I am feeling frustrated and overwhelmed with school (and life but that's a topic for somewhere else).

The backdrop is that my husband and I are about to separate after a year an a half of work to repair our marriage from unhealthy behaviors he is unwilling to stop. He literally plans to move out this weekend after 10 yrs of marriage. Our son is sensing his dad pulling away and is back to full blown anxiety (he has a diagnosed anxiety disorder anyway). So plenty of stress to go around and I feel like I may be overreacting to what I am hearing at school. I know I am not "on my game" for the advocacy I need to be doing but am disappointed in how things seem to be shifting the wrong direction after all our meetings and work last year.

Last year they tested my child and promised subject acceleration for this year as he outscored their children taught in the target grade. I've just been notified that they will be doing more testing to make sure my child knows "common vocabulary, basic skills, and has no holes and gaps in his learning". I know the placement we were given is not nearly enough as their testing also showed already... and am frustrated because my child's learning disabilities (for which they are delaying the process to address) make repeated testing a hardship for him. They say all the children will be tested but ugh!

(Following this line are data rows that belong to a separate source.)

//! Waypoint core: survey definitions, scoring, and the wizard state machine.
//!
//! The crate is split along one seam: [`scoring`] is a pure, total
//! function from answers and a scoring table to a result, while
//! [`wizard`] owns all session state, persistence, and the analysis
//! transition. Everything the wizard saves goes through the
//! [`store::KeyValueStore`] trait, so frontends choose durability.
//!
//! Built-in survey instances live in [`catalog`].

pub mod catalog;
pub mod error;
pub mod question;
pub mod scoring;
pub mod store;
pub mod validation;
pub mod wizard;

pub use error::{CoreError, Result, StoreError, WizardError};
pub use question::{
    AnswerMap, AnswerValue, BranchGate, ChoiceOption, Module, Question, QuestionId, QuestionKind,
    RatedCategory, RatedItem, SurveyDefinition,
};
pub use scoring::{
    compute_result, compute_raw_scores, compute_scaled_scores, determine_archetypes,
    ArchetypeInfo, ArchetypeRule, Comparison, DimensionDelta, DimensionRange, RuleCondition,
    ScoringTable, SurveyResult,
};
pub use store::{
    data_dir, CompletionFlags, FileStore, KeyValueStore, MemoryStore, StoreCompletionFlags,
};
pub use validation::validate_step;
pub use wizard::{
    ProgressSnapshot, StoredResult, SurveyWizard, WizardProgressReport, WizardState,
    SNAPSHOT_VERSION,
};
//! System trait

/// System trait for processing entities and components
pub trait System {
    /// Run the system
    fn run(&mut self, world: &mut crate::ecs::World);
}
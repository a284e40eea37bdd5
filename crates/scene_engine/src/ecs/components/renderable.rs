//! Render payload components
//!
//! The renderer owns meshes, materials and built-in primitives; the scene
//! only stores the ids it needs to reference them.

use crate::ecs::Component;

/// Reference to a loaded model and the mesh inside it
#[derive(Debug, Clone, Copy, PartialEq, Eq)]
pub struct MeshComponent {
    /// Model id in the renderer's model table
    pub model: u32,
    /// Mesh index inside the model
    pub index: u32,
}

impl Component for MeshComponent {}

/// Material id
#[derive(Debug, Clone, Copy, PartialEq, Eq)]
pub struct MaterialComponent {
    /// Material id in the renderer's material table
    pub id: i32,
}

impl Component for MaterialComponent {}

/// Built-in primitive id (negative ids are engine primitives)
#[derive(Debug, Clone, Copy, PartialEq, Eq)]
pub struct PrimitiveComponent {
    /// Primitive id
    pub id: i32,
}

impl Component for PrimitiveComponent {}

/// Camera parameters
#[derive(Debug, Clone, Copy, PartialEq)]
pub struct CameraComponent {
    /// Aspect ratio (width / height)
    pub aspect: f32,
    /// Vertical field of view in degrees
    pub fov: f32,
}

impl Component for CameraComponent {}

impl Default for CameraComponent {
    fn default() -> Self {
        Self {
            aspect: 16.0 / 10.0,
            fov: 60.0,
        }
    }
}
//! Foundation: math types, fixed-step timing and logging set-up

pub mod logging;
pub mod math;
pub mod time;
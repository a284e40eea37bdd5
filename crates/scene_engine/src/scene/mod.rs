//! Scene management
//!
//! The scene graph is a forest of `NodeComponent`s living in the ECS world.
//! This module reads and writes it:
//!
//! ```text
//! scene file / prefab ──(document)──> XmlElement ──(serializer)──> NodeRecord
//!                                                                    │
//! SceneRegistry <──────────────────────(instantiate)─────────────────┘
//! ```
//!
//! `SceneRegistry` is the single owner of the world and the root list; all
//! structural changes go through it.

pub mod document;
mod error;
pub mod registry;
pub mod serializer;

pub use document::{DocumentError, XmlElement};
pub use error::{HierarchyError, SceneError};
pub use registry::{SceneDocument, SceneRegistry};
pub use serializer::{read_document, write_document, Attributes, NodeRecord, NodeSerializer, PrefabPart, PrefabRef};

I am also being told that they want to "give time to settle in" before starting the process for the 504 paperwork I asked for this summer. We see the Neuropsychologist in a couple weeks and I will have all my info together at that point, but I know without starting the paperwork and getting something scheduled it often takes months to get them to move forward.

So I'm pretty emotionally strained already and not feeling cool headed enough to think clearly about this or interface much with school. I would just love it if some of you would help talk me through this. I have 2 emails sitting that I need to respond to and am vacillating on what to say in response to their rather disappointing words.